Inhibition of carbon dioxide fixation by lead acetate in rat liver mitochondria

Abstract

These studies were undertaken to determine the mechanism by which i.v. administered Pb salts inhibit hepatic gluconeogenesis. Within 1 h after the i.v. administration of lead acetate (10 mg), there is 97% inhibition of CO2 fixation in isolated rat liver mitochondria. This effect is concentration-dependent. The induction of phosphoenolpyruvate carboxykinase [EC 4.1.1.32] activity observed with starvation was also inhibited by i.v. administered lead acetate, but the activities of pyruvate kinase [EC 2.7.1.40], glucose 6-phosphate dehydrogenase [EC 1.1.1.49] and pyruvate carboxylase [EC 6.4.1.1] were unaffected, as was the oxidation of palmitate and palmitoyl-CoA by mitochondria from Pb2+-treated animals.
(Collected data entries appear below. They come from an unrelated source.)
//! Forwarding sinks: structured logs and fan-out.

use std::sync::Arc;

use tracing::{info, warn};

use stellar_contracts::notification::Notification;
use stellar_core::traits::NotificationSink;

/// Writes each notification to `tracing`.
///
/// Destructive notifications are logged at `warn`, the rest at `info`.
#[derive(Debug, Default, Clone, Copy)]
pub struct TracingNotifier;

impl NotificationSink for TracingNotifier {
    fn notify(&self, notification: &Notification) {
        if notification.is_destructive() {
            warn!(
                title = %notification.title,
                description = %notification.description,
                "notification"
            );
        } else {
            info!(
                title = %notification.title,
                description = %notification.description,
                "notification"
            );
        }
    }
}

/// Delivers every notification to each inner sink, in registration order.
#[derive(Default, Clone)]
pub struct FanoutNotifier {
    sinks: Vec<Arc<dyn NotificationSink>>,
}

impl FanoutNotifier {
    pub fn new() -> Self {
        Self::default()
    }

    pub fn with(mut self, sink: Arc<dyn NotificationSink>) -> Self {
        self.sinks.push(sink);
        self
    }
}

impl NotificationSink for FanoutNotifier {
    fn notify(&self, notification: &Notification) {
        for sink in &self.sinks {
            sink.notify(notification);
        }
    }
}
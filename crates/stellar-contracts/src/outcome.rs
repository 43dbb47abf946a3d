//! Workflow phases and request outcomes.
//!
//! `WorkflowPhase` is what a UI binding observes (and disables the submit
//! control on). `RequestOutcome` is the record of one submission, owned by
//! the controller and overwritten by the next one.

use std::fmt;

use chrono::{DateTime, Utc};
use serde::{Deserialize, Serialize};
use uuid::Uuid;

/// Which workflow a controller instance drives.
#[derive(Debug, Clone, Copy, PartialEq, Eq, Serialize, Deserialize)]
#[serde(rename_all = "snake_case")]
pub enum WorkflowKind {
    Query,
    Ingest,
}

impl fmt::Display for WorkflowKind {
    fn fmt(&self, f: &mut fmt::Formatter<'_>) -> fmt::Result {
        match self {
            WorkflowKind::Query => write!(f, "query"),
            WorkflowKind::Ingest => write!(f, "ingest"),
        }
    }
}

/// Observable phase of a workflow instance.
///
/// `Idle` is both the initial phase and the one re-entered when the user
/// starts a new interaction. The last three are terminal.
#[derive(Debug, Clone, Copy, Default, PartialEq, Eq, Serialize, Deserialize)]
#[serde(rename_all = "snake_case")]
pub enum WorkflowPhase {
    #[default]
    Idle,
    Submitting,
    Succeeded,
    Failed,
    FallbackSucceeded,
}

impl WorkflowPhase {
    /// True for any phase no transition leaves without a new user action.
    pub fn is_terminal(self) -> bool {
        matches!(
            self,
            WorkflowPhase::Succeeded | WorkflowPhase::Failed | WorkflowPhase::FallbackSucceeded
        )
    }

    /// Whether the submit control must be disabled.
    pub fn submit_disabled(self) -> bool {
        self == WorkflowPhase::Submitting
    }
}

impl fmt::Display for WorkflowPhase {
    fn fmt(&self, f: &mut fmt::Formatter<'_>) -> fmt::Result {
        let s = match self {
            WorkflowPhase::Idle => "idle",
            WorkflowPhase::Submitting => "submitting",
            WorkflowPhase::Succeeded => "succeeded",
            WorkflowPhase::Failed => "failed",
            WorkflowPhase::FallbackSucceeded => "fallback_succeeded",
        };
        write!(f, "{}", s)
    }
}

/// Status carried by a `RequestOutcome`.
#[derive(Debug, Clone, Copy, PartialEq, Eq, Serialize, Deserialize)]
#[serde(rename_all = "snake_case")]
pub enum OutcomeStatus {
    Pending,
    Succeeded,
    Failed,
    FallbackSucceeded,
}

impl OutcomeStatus {
    /// The phase a controller sits in while holding an outcome of this status.
    pub fn phase(self) -> WorkflowPhase {
        match self {
            OutcomeStatus::Pending => WorkflowPhase::Submitting,
            OutcomeStatus::Succeeded => WorkflowPhase::Succeeded,
            OutcomeStatus::Failed => WorkflowPhase::Failed,
            OutcomeStatus::FallbackSucceeded => WorkflowPhase::FallbackSucceeded,
        }
    }
}

/// The result of one submission.
///
/// `payload` is `None` exactly while `status` is `Pending`.
#[derive(Debug, Clone, PartialEq, Eq, Serialize, Deserialize)]
pub struct RequestOutcome {
    /// Unique per submission; two submissions of the same text differ here.
    pub request_id: Uuid,
    pub status: OutcomeStatus,
    pub payload: Option<String>,
    pub started_at: DateTime<Utc>,
    pub resolved_at: Option<DateTime<Utc>>,
}

impl RequestOutcome {
    /// A fresh outcome for a request that has just been dispatched.
    pub fn pending() -> Self {
        Self {
            request_id: Uuid::new_v4(),
            status: OutcomeStatus::Pending,
            payload: None,
            started_at: Utc::now(),
            resolved_at: None,
        }
    }

    /// Move this outcome to a terminal status with its payload.
    pub fn resolve(mut self, status: OutcomeStatus, payload: String) -> Self {
        debug_assert!(status != OutcomeStatus::Pending);
        self.status = status;
        self.payload = Some(payload);
        self.resolved_at = Some(Utc::now());
        self
    }

    /// True for `Succeeded` and `FallbackSucceeded`, the states the user
    /// sees as a completed request.
    pub fn looks_successful(&self) -> bool {
        matches!(
            self.status,
            OutcomeStatus::Succeeded | OutcomeStatus::FallbackSucceeded
        )
    }
}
The addition of reduced glutathione to mitochondria from Pb2+-treated animals had no effect on the inhibited CO2 fixation. ATP concentrations in mitochondria from Pb2+-treated animals are decreased and the dose-response relationships for the effect of Pb2+ on CO2 fixation and ATP concentrations correspond. The decrease in mitochondrial ATP in Pb2+-treated animals is probably responsible for the marked inhibition of CO2 fixation, and hence the impairment of gluconeogenesis from alanine, lactate and pyruvate observed by others.